┌─ Extracted information

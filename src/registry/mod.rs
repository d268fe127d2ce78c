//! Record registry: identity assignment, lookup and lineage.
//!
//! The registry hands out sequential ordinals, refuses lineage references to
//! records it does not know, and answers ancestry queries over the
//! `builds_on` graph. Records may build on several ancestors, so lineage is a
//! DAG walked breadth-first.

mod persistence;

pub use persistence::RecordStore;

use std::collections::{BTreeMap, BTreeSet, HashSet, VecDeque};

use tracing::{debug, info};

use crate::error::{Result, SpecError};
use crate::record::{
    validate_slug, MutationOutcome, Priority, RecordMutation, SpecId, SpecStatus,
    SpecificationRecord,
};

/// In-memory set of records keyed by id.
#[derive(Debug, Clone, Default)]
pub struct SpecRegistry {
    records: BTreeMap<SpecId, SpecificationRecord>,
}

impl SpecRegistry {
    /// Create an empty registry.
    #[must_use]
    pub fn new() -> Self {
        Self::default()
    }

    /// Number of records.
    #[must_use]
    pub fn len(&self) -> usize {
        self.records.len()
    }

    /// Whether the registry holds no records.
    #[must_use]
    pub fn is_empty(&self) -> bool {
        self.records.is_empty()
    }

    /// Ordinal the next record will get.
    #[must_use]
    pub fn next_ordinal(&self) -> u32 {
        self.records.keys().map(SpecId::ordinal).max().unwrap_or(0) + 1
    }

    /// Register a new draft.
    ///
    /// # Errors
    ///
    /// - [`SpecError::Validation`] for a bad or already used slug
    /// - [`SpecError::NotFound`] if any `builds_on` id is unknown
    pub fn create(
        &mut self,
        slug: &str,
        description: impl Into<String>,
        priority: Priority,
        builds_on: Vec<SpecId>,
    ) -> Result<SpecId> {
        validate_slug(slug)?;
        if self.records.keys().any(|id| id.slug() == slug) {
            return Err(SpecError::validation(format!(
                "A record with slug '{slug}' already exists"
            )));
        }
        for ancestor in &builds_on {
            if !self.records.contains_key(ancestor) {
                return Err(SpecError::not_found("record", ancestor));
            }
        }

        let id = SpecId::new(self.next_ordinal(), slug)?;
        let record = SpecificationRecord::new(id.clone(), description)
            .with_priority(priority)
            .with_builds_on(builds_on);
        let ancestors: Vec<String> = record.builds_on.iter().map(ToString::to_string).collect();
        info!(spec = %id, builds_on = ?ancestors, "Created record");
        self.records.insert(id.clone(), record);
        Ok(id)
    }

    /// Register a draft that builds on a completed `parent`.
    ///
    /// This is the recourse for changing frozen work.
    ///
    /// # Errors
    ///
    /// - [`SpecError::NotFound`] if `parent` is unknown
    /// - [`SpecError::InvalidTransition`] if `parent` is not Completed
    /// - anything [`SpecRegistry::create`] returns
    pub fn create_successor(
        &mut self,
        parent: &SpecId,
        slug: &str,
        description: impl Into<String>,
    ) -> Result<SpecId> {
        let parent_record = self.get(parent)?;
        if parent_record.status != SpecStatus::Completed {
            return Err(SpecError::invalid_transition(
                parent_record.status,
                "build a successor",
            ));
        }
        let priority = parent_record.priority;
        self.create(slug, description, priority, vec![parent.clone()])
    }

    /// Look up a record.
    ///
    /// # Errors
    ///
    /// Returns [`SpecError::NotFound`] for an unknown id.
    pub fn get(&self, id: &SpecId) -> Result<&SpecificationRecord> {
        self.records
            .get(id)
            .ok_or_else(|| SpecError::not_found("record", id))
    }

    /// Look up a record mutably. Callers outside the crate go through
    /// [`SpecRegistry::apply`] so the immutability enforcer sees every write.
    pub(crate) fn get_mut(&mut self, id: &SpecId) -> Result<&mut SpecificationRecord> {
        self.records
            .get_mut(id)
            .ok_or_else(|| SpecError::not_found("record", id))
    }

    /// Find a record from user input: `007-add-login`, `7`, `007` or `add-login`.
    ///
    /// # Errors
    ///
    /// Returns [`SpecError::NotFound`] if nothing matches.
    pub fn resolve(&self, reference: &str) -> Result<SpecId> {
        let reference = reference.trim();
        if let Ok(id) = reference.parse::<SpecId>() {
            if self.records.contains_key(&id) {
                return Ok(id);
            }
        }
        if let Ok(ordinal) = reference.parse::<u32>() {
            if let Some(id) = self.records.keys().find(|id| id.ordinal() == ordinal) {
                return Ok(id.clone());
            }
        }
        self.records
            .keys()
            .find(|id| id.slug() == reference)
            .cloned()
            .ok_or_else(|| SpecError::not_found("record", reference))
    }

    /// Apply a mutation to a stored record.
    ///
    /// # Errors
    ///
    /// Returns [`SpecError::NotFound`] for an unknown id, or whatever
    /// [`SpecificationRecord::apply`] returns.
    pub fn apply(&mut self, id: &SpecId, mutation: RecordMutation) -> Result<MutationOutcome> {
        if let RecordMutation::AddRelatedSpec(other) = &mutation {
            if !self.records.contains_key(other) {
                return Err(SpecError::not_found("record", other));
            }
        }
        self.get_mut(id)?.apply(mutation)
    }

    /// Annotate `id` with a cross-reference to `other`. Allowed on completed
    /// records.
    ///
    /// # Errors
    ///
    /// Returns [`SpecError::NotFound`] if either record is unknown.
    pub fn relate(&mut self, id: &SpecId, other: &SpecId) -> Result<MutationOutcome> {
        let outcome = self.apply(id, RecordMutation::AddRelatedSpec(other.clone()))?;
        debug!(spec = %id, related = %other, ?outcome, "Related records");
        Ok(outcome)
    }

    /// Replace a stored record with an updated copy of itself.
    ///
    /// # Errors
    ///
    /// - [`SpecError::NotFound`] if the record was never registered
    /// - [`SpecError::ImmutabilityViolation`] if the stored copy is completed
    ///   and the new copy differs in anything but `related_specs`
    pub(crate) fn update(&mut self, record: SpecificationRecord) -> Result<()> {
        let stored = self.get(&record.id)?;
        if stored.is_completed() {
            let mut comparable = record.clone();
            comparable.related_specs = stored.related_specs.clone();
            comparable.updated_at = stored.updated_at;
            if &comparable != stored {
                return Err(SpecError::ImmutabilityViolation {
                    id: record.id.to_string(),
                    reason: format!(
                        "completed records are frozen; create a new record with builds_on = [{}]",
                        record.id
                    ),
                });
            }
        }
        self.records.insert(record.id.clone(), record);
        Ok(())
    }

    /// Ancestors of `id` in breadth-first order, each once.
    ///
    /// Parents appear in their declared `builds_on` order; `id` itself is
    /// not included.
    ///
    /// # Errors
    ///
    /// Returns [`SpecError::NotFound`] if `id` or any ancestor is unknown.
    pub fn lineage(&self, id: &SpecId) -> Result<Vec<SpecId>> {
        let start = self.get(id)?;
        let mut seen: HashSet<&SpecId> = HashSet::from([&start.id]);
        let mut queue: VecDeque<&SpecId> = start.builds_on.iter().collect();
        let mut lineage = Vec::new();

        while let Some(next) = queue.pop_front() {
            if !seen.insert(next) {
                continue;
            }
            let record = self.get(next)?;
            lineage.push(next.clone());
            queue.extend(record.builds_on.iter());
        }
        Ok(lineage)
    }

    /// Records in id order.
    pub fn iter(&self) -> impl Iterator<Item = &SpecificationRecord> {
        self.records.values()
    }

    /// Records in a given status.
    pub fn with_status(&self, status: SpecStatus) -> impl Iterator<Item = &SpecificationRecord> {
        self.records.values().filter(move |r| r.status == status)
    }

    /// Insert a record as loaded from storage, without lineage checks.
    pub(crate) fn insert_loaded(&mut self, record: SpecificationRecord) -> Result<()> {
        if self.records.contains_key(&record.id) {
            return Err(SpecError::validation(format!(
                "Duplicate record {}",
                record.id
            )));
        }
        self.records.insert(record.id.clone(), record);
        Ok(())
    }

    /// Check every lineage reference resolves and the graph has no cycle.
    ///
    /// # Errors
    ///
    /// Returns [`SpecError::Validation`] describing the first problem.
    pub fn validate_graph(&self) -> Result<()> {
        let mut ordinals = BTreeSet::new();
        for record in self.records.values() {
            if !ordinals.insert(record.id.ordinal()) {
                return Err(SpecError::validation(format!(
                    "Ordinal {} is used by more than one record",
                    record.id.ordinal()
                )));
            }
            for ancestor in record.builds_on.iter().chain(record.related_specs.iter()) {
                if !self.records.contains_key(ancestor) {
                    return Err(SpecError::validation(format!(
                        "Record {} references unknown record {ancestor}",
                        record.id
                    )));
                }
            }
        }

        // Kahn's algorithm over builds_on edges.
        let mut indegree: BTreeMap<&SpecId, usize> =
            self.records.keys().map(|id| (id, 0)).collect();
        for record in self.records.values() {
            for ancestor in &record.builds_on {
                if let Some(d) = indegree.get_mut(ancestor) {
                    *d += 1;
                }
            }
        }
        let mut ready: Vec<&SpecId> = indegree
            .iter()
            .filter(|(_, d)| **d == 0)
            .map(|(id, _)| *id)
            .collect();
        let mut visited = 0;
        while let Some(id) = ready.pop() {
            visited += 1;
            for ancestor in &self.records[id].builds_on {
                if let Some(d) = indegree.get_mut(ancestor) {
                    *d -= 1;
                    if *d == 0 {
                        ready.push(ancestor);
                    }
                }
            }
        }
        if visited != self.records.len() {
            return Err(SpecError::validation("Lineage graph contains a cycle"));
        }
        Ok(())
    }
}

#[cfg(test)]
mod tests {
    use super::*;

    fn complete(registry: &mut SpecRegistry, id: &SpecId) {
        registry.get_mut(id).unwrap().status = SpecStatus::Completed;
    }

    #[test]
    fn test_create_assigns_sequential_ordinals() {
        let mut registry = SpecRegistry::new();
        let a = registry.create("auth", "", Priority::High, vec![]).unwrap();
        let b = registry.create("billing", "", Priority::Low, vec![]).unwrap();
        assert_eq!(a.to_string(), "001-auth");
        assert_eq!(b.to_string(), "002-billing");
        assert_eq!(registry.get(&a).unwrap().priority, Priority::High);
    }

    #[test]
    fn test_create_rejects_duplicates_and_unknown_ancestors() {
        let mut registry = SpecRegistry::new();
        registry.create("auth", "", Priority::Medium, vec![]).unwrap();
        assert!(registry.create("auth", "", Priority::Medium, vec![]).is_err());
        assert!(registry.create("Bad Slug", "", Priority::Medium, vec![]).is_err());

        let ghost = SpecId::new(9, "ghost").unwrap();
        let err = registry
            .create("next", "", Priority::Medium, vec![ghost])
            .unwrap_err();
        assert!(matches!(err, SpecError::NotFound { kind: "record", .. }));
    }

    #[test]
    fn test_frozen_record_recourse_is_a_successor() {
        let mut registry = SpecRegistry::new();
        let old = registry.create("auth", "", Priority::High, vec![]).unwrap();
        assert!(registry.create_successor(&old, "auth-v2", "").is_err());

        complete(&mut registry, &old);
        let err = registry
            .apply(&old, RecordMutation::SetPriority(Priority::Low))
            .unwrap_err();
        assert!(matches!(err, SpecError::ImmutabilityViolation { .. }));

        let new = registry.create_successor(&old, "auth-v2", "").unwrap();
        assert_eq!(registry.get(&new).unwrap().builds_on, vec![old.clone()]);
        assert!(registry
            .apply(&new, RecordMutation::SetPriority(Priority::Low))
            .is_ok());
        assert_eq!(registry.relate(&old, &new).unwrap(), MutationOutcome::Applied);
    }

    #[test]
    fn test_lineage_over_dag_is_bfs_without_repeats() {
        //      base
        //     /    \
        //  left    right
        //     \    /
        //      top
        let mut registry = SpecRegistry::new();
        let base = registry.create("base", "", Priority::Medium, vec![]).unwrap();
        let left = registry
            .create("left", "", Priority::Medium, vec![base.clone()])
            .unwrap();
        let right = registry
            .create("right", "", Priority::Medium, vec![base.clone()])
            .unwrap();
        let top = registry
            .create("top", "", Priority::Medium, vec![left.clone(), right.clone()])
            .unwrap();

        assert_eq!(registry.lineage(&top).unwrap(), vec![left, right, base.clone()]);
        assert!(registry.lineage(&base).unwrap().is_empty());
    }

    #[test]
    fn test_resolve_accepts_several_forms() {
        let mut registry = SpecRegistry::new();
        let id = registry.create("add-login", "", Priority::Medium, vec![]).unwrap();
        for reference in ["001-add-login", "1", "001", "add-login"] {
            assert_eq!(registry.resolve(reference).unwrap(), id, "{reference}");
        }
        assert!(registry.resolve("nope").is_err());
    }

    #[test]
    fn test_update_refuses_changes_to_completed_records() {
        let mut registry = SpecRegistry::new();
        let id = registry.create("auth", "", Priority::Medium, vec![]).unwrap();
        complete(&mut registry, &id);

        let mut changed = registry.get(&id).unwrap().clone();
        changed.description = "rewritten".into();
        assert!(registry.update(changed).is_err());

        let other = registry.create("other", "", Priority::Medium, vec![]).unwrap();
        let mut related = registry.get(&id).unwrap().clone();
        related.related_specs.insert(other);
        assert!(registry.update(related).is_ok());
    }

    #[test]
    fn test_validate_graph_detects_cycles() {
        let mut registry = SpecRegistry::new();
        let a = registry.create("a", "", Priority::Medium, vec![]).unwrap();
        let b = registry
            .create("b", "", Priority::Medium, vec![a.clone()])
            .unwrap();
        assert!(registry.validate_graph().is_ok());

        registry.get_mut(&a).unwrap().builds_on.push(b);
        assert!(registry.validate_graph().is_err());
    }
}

└─
┌─ Extracted information

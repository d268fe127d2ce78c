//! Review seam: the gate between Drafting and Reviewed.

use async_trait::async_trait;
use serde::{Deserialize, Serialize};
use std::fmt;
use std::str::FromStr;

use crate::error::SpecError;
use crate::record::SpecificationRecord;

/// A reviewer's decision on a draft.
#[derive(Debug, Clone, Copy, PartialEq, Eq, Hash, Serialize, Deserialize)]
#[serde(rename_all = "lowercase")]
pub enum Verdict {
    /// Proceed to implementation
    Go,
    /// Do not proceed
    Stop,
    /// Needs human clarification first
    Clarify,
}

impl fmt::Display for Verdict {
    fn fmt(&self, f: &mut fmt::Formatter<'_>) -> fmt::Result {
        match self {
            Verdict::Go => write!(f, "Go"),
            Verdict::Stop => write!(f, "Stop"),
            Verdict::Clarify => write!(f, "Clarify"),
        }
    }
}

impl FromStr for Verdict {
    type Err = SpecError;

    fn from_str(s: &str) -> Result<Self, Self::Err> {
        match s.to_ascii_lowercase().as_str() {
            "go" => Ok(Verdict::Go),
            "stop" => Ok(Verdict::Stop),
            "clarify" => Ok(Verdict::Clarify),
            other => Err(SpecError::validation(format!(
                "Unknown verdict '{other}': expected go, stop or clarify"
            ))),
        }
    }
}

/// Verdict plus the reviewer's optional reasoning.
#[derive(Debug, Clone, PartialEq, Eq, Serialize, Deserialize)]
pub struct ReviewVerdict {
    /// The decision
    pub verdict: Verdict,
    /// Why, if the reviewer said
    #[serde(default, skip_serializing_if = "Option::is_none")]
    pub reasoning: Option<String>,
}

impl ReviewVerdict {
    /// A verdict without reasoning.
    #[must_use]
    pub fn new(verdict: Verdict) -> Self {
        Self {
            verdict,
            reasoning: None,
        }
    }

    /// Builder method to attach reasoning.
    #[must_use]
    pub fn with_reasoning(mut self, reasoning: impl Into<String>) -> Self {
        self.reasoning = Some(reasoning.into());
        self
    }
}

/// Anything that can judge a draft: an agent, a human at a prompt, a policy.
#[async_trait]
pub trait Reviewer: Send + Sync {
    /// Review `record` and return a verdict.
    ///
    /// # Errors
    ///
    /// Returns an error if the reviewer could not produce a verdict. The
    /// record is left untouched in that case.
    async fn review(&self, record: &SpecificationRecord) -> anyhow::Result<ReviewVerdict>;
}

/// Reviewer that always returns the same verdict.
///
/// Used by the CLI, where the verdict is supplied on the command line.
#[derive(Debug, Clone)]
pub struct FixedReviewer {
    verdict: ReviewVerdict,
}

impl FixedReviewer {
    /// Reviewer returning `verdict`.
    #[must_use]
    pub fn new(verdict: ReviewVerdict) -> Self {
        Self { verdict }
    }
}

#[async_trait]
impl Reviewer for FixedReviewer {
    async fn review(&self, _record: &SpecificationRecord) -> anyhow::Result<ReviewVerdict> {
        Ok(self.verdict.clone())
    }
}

└─

Return each line of the data that contains the string "FixedReviewer".

**Problem solution**
pub struct FixedReviewer {
impl FixedReviewer {
impl Reviewer for FixedReviewer {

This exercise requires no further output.